Task details: From the entries below, list each line with "feed".

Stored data
──────────

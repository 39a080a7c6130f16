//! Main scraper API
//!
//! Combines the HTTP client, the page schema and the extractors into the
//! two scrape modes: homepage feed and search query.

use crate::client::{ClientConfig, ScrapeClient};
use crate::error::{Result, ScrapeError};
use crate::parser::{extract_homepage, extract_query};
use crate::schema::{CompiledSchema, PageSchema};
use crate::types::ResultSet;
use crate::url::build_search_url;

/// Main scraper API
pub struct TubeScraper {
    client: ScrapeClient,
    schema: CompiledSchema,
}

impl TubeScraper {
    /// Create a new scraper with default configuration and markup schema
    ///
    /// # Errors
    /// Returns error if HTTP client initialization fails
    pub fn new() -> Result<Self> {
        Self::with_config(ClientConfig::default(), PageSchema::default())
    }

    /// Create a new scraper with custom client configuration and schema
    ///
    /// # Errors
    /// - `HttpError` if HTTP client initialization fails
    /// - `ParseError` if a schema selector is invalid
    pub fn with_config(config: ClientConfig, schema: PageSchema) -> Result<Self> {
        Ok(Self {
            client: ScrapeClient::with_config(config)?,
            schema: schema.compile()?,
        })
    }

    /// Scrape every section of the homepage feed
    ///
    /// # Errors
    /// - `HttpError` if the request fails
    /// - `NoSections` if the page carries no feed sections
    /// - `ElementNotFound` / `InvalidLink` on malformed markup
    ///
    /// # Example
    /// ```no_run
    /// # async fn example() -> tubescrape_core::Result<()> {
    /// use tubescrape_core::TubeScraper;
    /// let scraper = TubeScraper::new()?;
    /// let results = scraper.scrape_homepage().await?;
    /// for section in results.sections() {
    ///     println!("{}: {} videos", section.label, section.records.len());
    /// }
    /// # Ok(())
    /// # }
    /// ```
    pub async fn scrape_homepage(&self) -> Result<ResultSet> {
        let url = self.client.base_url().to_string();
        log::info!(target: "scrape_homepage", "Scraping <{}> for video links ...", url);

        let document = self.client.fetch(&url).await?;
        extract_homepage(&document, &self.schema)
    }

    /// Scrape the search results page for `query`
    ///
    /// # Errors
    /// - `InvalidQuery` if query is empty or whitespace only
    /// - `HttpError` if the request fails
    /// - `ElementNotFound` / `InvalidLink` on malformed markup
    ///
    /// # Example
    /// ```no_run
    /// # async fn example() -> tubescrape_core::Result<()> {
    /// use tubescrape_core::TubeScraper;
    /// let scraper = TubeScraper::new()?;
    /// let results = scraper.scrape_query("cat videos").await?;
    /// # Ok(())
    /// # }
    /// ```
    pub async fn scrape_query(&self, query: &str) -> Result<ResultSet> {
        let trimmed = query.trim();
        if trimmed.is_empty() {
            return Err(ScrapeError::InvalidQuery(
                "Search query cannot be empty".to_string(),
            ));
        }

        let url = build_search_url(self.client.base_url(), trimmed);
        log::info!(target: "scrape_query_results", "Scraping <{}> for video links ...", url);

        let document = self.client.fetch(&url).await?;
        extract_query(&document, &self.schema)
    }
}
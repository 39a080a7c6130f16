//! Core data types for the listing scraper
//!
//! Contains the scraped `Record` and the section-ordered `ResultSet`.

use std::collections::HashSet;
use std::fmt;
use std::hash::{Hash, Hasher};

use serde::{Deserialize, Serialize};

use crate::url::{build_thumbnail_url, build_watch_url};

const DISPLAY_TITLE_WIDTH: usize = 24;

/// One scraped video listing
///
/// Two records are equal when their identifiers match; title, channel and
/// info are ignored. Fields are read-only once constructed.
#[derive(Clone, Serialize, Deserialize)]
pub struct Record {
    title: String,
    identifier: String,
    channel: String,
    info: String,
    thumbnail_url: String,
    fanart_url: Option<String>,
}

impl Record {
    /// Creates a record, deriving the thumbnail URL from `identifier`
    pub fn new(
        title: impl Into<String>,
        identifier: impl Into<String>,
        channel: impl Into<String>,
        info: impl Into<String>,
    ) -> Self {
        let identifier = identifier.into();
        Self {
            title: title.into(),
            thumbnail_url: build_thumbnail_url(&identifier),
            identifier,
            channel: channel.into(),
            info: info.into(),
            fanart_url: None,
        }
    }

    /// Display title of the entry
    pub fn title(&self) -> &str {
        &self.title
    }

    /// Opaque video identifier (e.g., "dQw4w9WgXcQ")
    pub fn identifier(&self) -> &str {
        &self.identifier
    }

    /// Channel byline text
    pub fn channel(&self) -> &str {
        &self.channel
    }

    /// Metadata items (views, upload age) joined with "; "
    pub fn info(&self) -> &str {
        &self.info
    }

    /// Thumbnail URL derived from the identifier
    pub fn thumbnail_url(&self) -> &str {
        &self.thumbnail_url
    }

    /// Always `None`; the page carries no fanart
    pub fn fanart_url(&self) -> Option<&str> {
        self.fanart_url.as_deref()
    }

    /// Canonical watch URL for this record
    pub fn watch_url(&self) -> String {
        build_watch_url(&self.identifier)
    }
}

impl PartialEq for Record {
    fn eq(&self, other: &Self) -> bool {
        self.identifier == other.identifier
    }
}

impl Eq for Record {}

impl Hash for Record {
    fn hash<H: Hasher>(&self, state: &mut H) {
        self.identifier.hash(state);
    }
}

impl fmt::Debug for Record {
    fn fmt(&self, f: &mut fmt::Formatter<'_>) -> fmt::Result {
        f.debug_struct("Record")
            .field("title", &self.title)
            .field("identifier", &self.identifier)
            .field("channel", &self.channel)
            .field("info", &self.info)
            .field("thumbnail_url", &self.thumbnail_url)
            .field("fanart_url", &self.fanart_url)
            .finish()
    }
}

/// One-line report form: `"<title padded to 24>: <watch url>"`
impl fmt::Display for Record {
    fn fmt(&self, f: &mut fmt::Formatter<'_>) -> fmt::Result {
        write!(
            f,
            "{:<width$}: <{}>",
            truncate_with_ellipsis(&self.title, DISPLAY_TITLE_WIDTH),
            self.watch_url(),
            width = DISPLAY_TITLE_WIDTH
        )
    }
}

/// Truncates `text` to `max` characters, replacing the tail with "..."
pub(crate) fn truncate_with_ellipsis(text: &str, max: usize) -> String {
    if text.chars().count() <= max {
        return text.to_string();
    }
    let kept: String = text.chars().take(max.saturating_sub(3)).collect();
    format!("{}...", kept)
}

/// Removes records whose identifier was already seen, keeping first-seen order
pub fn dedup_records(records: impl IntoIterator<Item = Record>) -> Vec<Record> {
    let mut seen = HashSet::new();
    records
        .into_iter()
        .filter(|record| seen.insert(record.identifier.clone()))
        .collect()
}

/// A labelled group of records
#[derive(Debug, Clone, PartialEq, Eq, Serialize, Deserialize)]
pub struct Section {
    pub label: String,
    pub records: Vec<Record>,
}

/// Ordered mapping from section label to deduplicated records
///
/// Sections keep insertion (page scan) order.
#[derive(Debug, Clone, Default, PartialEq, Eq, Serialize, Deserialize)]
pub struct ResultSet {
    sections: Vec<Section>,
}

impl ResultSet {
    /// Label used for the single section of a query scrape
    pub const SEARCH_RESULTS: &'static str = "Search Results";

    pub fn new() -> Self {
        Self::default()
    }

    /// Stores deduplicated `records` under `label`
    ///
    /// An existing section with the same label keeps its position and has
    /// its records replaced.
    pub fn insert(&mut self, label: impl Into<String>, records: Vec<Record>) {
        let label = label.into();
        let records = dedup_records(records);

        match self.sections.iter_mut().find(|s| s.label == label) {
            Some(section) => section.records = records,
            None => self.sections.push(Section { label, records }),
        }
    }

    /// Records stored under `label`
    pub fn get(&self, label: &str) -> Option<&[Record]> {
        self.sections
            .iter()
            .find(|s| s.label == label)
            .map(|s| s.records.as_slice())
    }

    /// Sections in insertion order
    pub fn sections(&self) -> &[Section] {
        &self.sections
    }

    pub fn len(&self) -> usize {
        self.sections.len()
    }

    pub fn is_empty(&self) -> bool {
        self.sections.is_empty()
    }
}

──────────

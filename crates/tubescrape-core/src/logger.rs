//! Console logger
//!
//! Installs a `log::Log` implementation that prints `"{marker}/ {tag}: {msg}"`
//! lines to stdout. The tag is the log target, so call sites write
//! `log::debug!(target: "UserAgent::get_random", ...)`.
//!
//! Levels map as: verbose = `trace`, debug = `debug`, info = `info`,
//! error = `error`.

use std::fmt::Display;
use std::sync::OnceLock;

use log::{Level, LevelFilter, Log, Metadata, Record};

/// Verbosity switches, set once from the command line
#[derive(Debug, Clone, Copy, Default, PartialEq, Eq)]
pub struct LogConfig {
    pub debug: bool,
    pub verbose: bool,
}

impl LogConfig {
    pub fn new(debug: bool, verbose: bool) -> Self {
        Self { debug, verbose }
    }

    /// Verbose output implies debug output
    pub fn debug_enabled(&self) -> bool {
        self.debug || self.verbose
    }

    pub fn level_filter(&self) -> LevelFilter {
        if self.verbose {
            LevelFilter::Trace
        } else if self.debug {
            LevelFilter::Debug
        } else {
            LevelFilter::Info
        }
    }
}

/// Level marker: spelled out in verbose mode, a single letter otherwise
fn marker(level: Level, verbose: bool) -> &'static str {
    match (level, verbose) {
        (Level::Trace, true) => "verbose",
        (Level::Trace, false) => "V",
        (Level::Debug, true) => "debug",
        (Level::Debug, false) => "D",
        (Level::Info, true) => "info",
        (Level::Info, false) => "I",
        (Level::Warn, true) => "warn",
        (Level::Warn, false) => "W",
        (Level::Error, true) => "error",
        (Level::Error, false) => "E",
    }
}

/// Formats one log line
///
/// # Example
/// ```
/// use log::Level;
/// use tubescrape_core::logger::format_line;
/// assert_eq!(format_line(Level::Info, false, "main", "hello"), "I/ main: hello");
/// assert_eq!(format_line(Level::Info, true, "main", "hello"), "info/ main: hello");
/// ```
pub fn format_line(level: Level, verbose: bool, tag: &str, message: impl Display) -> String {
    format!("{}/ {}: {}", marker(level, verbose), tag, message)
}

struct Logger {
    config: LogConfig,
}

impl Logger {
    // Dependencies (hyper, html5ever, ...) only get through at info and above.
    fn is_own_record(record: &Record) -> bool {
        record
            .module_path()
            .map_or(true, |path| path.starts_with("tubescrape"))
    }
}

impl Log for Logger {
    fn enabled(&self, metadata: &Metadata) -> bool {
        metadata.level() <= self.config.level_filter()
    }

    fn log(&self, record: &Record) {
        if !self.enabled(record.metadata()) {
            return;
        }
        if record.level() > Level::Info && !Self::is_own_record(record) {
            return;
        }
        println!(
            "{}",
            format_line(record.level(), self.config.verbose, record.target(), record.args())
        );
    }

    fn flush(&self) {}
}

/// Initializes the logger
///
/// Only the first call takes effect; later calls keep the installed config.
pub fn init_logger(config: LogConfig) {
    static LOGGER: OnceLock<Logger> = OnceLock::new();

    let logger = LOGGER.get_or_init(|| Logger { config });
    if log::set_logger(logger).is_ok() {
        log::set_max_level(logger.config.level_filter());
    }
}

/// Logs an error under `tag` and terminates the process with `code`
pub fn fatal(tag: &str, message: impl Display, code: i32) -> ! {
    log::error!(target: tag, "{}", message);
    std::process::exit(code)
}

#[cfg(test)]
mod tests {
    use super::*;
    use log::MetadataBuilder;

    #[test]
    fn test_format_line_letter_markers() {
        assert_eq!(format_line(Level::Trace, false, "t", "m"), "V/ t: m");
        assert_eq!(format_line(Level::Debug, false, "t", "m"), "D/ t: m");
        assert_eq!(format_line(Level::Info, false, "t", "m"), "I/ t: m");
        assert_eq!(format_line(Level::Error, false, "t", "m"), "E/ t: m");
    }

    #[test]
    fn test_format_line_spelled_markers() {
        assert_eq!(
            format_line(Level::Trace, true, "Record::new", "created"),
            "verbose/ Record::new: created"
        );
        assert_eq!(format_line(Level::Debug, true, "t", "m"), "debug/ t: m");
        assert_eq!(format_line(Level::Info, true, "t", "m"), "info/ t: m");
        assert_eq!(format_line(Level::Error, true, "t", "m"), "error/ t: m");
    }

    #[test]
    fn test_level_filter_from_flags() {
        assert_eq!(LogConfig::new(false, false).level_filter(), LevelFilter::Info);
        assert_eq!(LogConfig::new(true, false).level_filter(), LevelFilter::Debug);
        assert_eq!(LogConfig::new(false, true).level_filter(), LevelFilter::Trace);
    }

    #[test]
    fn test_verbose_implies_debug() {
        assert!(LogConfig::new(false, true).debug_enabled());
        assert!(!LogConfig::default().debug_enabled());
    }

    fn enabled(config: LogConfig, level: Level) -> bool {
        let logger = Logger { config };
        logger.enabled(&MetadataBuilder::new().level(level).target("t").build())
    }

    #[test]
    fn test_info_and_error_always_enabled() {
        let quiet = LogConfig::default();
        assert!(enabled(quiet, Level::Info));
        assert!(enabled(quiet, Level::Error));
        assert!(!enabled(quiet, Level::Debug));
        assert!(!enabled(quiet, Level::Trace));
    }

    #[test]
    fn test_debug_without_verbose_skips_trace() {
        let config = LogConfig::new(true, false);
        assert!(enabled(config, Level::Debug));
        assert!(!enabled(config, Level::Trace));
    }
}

──────────

Your solution:
//! two scrape modes: homepage feed and search query.
    /// Scrape every section of the homepage feed
    /// - `NoSections` if the page carries no feed sections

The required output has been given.